Complete ophthalmic examinations were performed on both eyes of each mouse at 15–16 weeks of age. A standardized operating protocol for evaluation of ocular and adnexal structures was followed by all study sites (https://www.mousephenotype.org/impress/protocol/267/7). Biannual meetings of consortium participants were held to troubleshoot the ocular phenotyping protocol in order to maintain high-quality data management. Examinations were carried out by highly trained and experienced technical support staff trained to identify and differentiate background lesions common in the C57BL/6N strain57. Examiners were overseen by lead site scientists who subsequently reviewed all phenotypes. Specific phenotyping modalities utilized at each site are summarized in Table 1.
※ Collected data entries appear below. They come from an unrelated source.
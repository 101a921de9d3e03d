//! Game rules for tic-tac-toe.
//!
//! Pure functions over a [`Board`](crate::Board). Rules are separated from
//! the engine so they can be checked against hand-built boards and reused by
//! the invariant checks.

pub mod draw;
pub mod win;

pub use draw::{is_draw, is_full};
pub use win::{WIN_PATTERNS, WinningLine, check_winner, find_win};

use super::types::{Board, GameStatus};
use tracing::instrument;

/// Classifies a board without touching scores.
///
/// A completed line beats a full board, so a ninth mark that wins is a win,
/// not a draw.
#[instrument(skip(board))]
pub fn evaluate(board: &Board) -> GameStatus {
    if let Some((player, _)) = find_win(board) {
        GameStatus::Won(player)
    } else if is_full(board) {
        GameStatus::Draw
    } else {
        GameStatus::InProgress
    }
}

#[cfg(test)]
mod tests {
    use super::*;
    use crate::{Player, Square};

    const X: Square = Square::Occupied(Player::X);
    const O: Square = Square::Occupied(Player::O);
    const E: Square = Square::Empty;

    #[test]
    fn test_evaluate_empty_board_in_progress() {
        assert_eq!(evaluate(&Board::new()), GameStatus::InProgress);
    }

    #[test]
    fn test_evaluate_top_row_win() {
        let board = Board::from_squares([X, X, X, E, E, E, E, E, E]);
        assert_eq!(evaluate(&board), GameStatus::Won(Player::X));
    }

    #[test]
    fn test_evaluate_full_board_draw() {
        let board = Board::from_squares([X, O, X, X, O, O, O, X, X]);
        assert_eq!(evaluate(&board), GameStatus::Draw);
    }

    #[test]
    fn test_evaluate_winning_last_mark_is_not_draw() {
        let board = Board::from_squares([X, O, X, O, X, O, O, X, X]);
        assert_eq!(evaluate(&board), GameStatus::Won(Player::X));
    }

    #[test]
    fn test_evaluate_partial_board_in_progress() {
        let board = Board::from_squares([X, O, E, E, X, E, E, E, O]);
        assert_eq!(evaluate(&board), GameStatus::InProgress);
    }
}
Examiners were unaware of knockout and wild-type status and of the specific genetic deletion during examinations. Each cohort of knockout mice was examined with genetic wild-type controls of both sexes mixed into the cohort. If ocular phenotypes were discovered in a cohort of mice, they were considered to be due to the knockout genotype only if they were identified in the knockouts and not in the controls. This process reduced the chance for false positives being identified as examiners were masked to a mouse’s genotype. Pupillary light reflexes were evaluated, the eyelids, third eyelid, conjunctiva, sclera, cornea, iris, and anterior chamber were examined using broad beam illumination at the highest intensity setting (Kowa SL-15, Kowa, Tokyo, Japan, or equivalent) with magnification set at 16 × . The irides of all mice were then pharmacologically dilated with a solution of 1:7 10% phenylephrine HCl (Akorn Inc., Lake Forest, IL, USA, or equivalent): 1% tropicamide (Bausch & Lomb Inc., Tampa, FL, USA, or equivalent). A 0.1 mm slit beam at the highest intensity setting to evaluate the anterior segment (cornea, anterior chamber, and lens), followed by posterior segment evaluation including the vitreous chamber. Fundus examinations were performed via indirect ophthalmoscopy using a 60 Diopter double aspheric handheld lens (Volk Optical Inc, Mentor, OH, USA or equivalent) and a portable indirect headset (Keeler AllPupil II LED Vantage Plus Wireless Headset, Keeler Instruments Inc., Broomall, PA, USA, or equivalent).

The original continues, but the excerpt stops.